Qualquer pessoa que tenha trabalhado com comércio 20 ou 10 anos atrás sabe que a nossa vida era inacreditavelmente mais simples, com base na lei da oferta e da procura. Quando um cliente entrava na loja de conveniência já tinha pensando ou decidido o que queria, ou precisava tanto do seu produto que ficava feliz só de encontrá-lo. Não existiam tantas ofertas e nem pesquisa on line. O básico sempre foi o essencial. Bons tempos!

Tanta tecnologia surgiu nesses últimos anos, aumentando a oferta de produtos e criando um novo perfil de cliente, que transformou o ofício de “vender” em tarefa suada. A concorrência não esta só no comércio da esquina, mas também na pista, porque o cliente pesquisa preços pelo celular. E isso tira qualquer um do prumo. Na ânsia de se destacar pelo serviço prestado, alguns gestores se perdem… complicando tanto a operação, que a equipe não consegue executar e nem o cliente entender.

Aprimorar a operação é uma tarefa louvável e desafiadora, mas ela só deve ser feita se for possível. Ter uma equipe que a execute bem, com padrão em todos os turnos é primordial e, isto só é possível com treinamento e supervisão.

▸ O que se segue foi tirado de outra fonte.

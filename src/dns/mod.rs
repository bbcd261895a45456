//! DNS resolution, host resolver facts and the DNS leak test

use crate::client::HttpFetcher;
use crate::error::{AppError, DnsFailure, Result};
use crate::models::{DnsInfo, DnsLeakReport, DnsRecordSet, EchoOutcome, ProbeError, ProbePayload};
use crate::orchestrator::{Probe, ProbeContext};
use crate::types::{ProbeInput, ProbeKind, RecordType};
use async_trait::async_trait;
use std::net::IpAddr;
use std::sync::Arc;
use std::time::Duration;
use trust_dns_resolver::config::{ResolverConfig, ResolverOpts};
use trust_dns_resolver::error::{ResolveError, ResolveErrorKind};
use trust_dns_resolver::proto::error::ProtoErrorKind;
use trust_dns_resolver::proto::op::ResponseCode;
use trust_dns_resolver::proto::rr::RecordType as WireRecordType;
use trust_dns_resolver::{system_conf, TokioAsyncResolver};

/// Resolver seam so probes can run against fakes
#[async_trait]
pub trait DnsBackend: Send + Sync {
    /// Record values in resolver order; fails with a classified `AppError::Dns`
    async fn resolve(&self, domain: &str, record_type: RecordType) -> Result<Vec<String>>;

    /// PTR name for `ip`, `None` when there is none
    async fn reverse(&self, ip: IpAddr) -> Result<Option<String>>;

    /// Name servers the backend queries
    fn nameservers(&self) -> Vec<String>;
}

/// Map a resolver error onto the three failure kinds probes report
pub fn classify_resolve_error(error: &ResolveError) -> DnsFailure {
    match error.kind() {
        ResolveErrorKind::NoRecordsFound { response_code, .. } => classify_response_code(*response_code),
        ResolveErrorKind::Timeout => DnsFailure::Timeout,
        ResolveErrorKind::Proto(proto) if matches!(proto.kind(), ProtoErrorKind::Timeout) => DnsFailure::Timeout,
        _ => DnsFailure::ServerFailure,
    }
}

/// NXDOMAIN and empty answers are "not found"; every other code is a server failure
pub fn classify_response_code(code: ResponseCode) -> DnsFailure {
    match code {
        ResponseCode::NXDomain | ResponseCode::NoError => DnsFailure::NotFound,
        _ => DnsFailure::ServerFailure,
    }
}

fn wire_type(record_type: RecordType) -> WireRecordType {
    match record_type {
        RecordType::A => WireRecordType::A,
        RecordType::AAAA => WireRecordType::AAAA,
        RecordType::MX => WireRecordType::MX,
        RecordType::NS => WireRecordType::NS,
        RecordType::TXT => WireRecordType::TXT,
        RecordType::CNAME => WireRecordType::CNAME,
    }
}

/// Reject names the resolver could never look up
pub fn validate_domain(domain: &str) -> Result<()> {
    let trimmed = domain.trim_end_matches('.');
    if trimmed.is_empty() || trimmed.len() > 253 {
        return Err(AppError::validation(format!("Invalid domain name '{}'", domain)));
    }
    for label in trimmed.split('.') {
        let valid = !label.is_empty()
            && label.len() <= 63
            && label.chars().all(|c| c.is_ascii_alphanumeric() || c == '-' || c == '_')
            && !label.starts_with('-')
            && !label.ends_with('-');
        if !valid {
            return Err(AppError::validation(format!("Invalid domain name '{}'", domain)));
        }
    }
    Ok(())
}

/// trust-dns resolver using the host's configuration
pub struct TrustDnsBackend {
    resolver: TokioAsyncResolver,
    nameservers: Vec<String>,
}

impl TrustDnsBackend {
    /// Resolver from the system configuration with a single attempt per query
    ///
    /// Falls back to the library's default upstreams when the host
    /// configuration cannot be read.
    pub fn from_system(timeout: Duration) -> Self {
        let (config, opts) = system_conf::read_system_conf()
            .unwrap_or_else(|_| (ResolverConfig::default(), ResolverOpts::default()));
        Self::with_config(config, opts, timeout)
    }

    pub fn with_config(config: ResolverConfig, mut opts: ResolverOpts, timeout: Duration) -> Self {
        opts.timeout = timeout;
        opts.attempts = 1;

        let mut nameservers: Vec<String> = Vec::new();
        for server in config.name_servers() {
            let ip = server.socket_addr.ip().to_string();
            // UDP and TCP entries share an address
            if !nameservers.contains(&ip) {
                nameservers.push(ip);
            }
        }

        Self {
            resolver: TokioAsyncResolver::tokio(config, opts),
            nameservers,
        }
    }
}

#[async_trait]
impl DnsBackend for TrustDnsBackend {
    async fn resolve(&self, domain: &str, record_type: RecordType) -> Result<Vec<String>> {
        let wanted = wire_type(record_type);
        let lookup = self.resolver.lookup(domain, wanted).await?;
        let values: Vec<String> = lookup
            .record_iter()
            .filter(|record| record.record_type() == wanted)
            .filter_map(|record| record.data().map(|data| data.to_string()))
            .collect();

        if values.is_empty() {
            return Err(AppError::dns(
                DnsFailure::NotFound,
                format!("No {} records for {}", record_type, domain),
            ));
        }
        Ok(values)
    }

    async fn reverse(&self, ip: IpAddr) -> Result<Option<String>> {
        match self.resolver.reverse_lookup(ip).await {
            Ok(names) => Ok(names
                .iter()
                .next()
                .map(|name| name.to_string().trim_end_matches('.').to_string())),
            Err(error) => match classify_resolve_error(&error) {
                DnsFailure::NotFound => Ok(None),
                _ => Err(AppError::from(error)),
            },
        }
    }

    fn nameservers(&self) -> Vec<String> {
        self.nameservers.clone()
    }
}

/// `lookup(domain, type)`
pub struct DnsLookupProbe {
    backend: Arc<dyn DnsBackend>,
}

impl DnsLookupProbe {
    pub fn new(backend: Arc<dyn DnsBackend>) -> Self {
        Self { backend }
    }

    pub async fn lookup(&self, ctx: &ProbeContext, domain: &str, record_type: RecordType) -> Result<DnsRecordSet> {
        validate_domain(domain)?;
        ctx.checkpoint()?;
        let backend = &self.backend;
        let values = ctx
            .retry("dns lookup", || backend.resolve(domain, record_type))
            .await?;
        Ok(DnsRecordSet {
            domain: domain.to_string(),
            record_type,
            values,
        })
    }
}

#[async_trait]
impl Probe for DnsLookupProbe {
    fn kind(&self) -> ProbeKind {
        ProbeKind::DnsLookup
    }

    async fn run(&self, ctx: &ProbeContext) -> Result<ProbePayload> {
        let (domain, record_type) = match &ctx.input {
            ProbeInput::Domain { domain, record_type } => (domain.clone(), *record_type),
            ProbeInput::Target(domain) => (domain.clone(), RecordType::A),
            other => return Err(AppError::validation(format!("DNS lookup needs a domain, got {:?}", other))),
        };
        let records = self.lookup(ctx, &domain, record_type).await?;
        Ok(ProbePayload::DnsLookup(records))
    }
}

/// Host name servers plus the first A record of the test domain
pub struct DnsInfoProbe {
    backend: Arc<dyn DnsBackend>,
    test_domain: String,
}

impl DnsInfoProbe {
    pub fn new(backend: Arc<dyn DnsBackend>, test_domain: String) -> Self {
        Self { backend, test_domain }
    }
}

#[async_trait]
impl Probe for DnsInfoProbe {
    fn kind(&self) -> ProbeKind {
        ProbeKind::DnsInfo
    }

    async fn run(&self, ctx: &ProbeContext) -> Result<ProbePayload> {
        let test_domain = match &ctx.input {
            ProbeInput::Domain { domain, .. } | ProbeInput::Target(domain) => domain.clone(),
            _ => self.test_domain.clone(),
        };
        validate_domain(&test_domain)?;
        ctx.checkpoint()?;

        let backend = &self.backend;
        let domain = test_domain.as_str();
        let records = ctx
            .retry("dns info", || backend.resolve(domain, RecordType::A))
            .await?;

        Ok(ProbePayload::DnsInfo(DnsInfo {
            nameservers: self.backend.nameservers(),
            test_domain,
            a_record: records.into_iter().next(),
        }))
    }
}

/// Ask every echo endpoint which address it sees
///
/// Endpoints are queried concurrently and independently; comparing the
/// answers is left to consumers through [`DnsLeakReport::consistent`].
pub struct DnsLeakProbe {
    fetcher: Arc<dyn HttpFetcher>,
    endpoints: Vec<String>,
}

impl DnsLeakProbe {
    pub fn new(fetcher: Arc<dyn HttpFetcher>, endpoints: Vec<String>) -> Self {
        Self { fetcher, endpoints }
    }

    async fn query(&self, ctx: &ProbeContext, endpoint: &str) -> EchoOutcome {
        let fetcher = &self.fetcher;
        let timeout = ctx.policy.echo;
        let answer = ctx
            .retry("dns leak echo", || async move {
                let body = fetcher.get_text(endpoint, timeout).await?;
                body.parse::<IpAddr>()
                    .map(|ip| ip.to_string())
                    .map_err(|_| AppError::parse(format!("{} answered '{}', not an IP address", endpoint, body)))
            })
            .await;

        match answer {
            Ok(ip) => EchoOutcome {
                endpoint: endpoint.to_string(),
                ip: Some(ip),
                error: None,
            },
            Err(error) => EchoOutcome {
                endpoint: endpoint.to_string(),
                ip: None,
                error: Some(ProbeError::from(&error)),
            },
        }
    }
}

#[async_trait]
impl Probe for DnsLeakProbe {
    fn kind(&self) -> ProbeKind {
        ProbeKind::DnsLeak
    }

    async fn run(&self, ctx: &ProbeContext) -> Result<ProbePayload> {
        if self.endpoints.is_empty() {
            return Err(AppError::validation("No DNS leak endpoints configured"));
        }
        ctx.checkpoint()?;
        ctx.progress("querying echo endpoints");

        let outcomes = futures::future::join_all(self.endpoints.iter().map(|endpoint| self.query(ctx, endpoint))).await;
        ctx.checkpoint()?;

        if outcomes.iter().all(|o| o.ip.is_none()) {
            return Err(AppError::ProvidersExhausted {
                attempted: outcomes.len(),
            });
        }

        let report = DnsLeakReport::from_outcomes(outcomes);
        if !report.consistent {
            ctx.logger
                .warn(&format!("Echo endpoints disagree: {}", report.distinct_ips.join(", ")))
                .correlation_id(&ctx.correlation_id)
                .log()
                .await;
        }
        Ok(ProbePayload::DnsLeak(report))
    }
}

Do lado oposto da inovação, está o estilo antiquado, conhecido como básico, e que está voltando, como aquela moda que sempre volta. Baseado na redução de despesas, este estilo prima pela execução do “básico bem feito” e tem como objetivo simplificar a operação e assim facilitar o trabalho, mesmo com uma equipe enxuta.

O estilo básico é baseado em quatro pilares racionais: limpeza, iluminação, padronização e abastecimento; e um emocional: atendimento. Juntos, estes 5 pontos balizam um bom comércio. Este estilo básico sempre foi o essencial.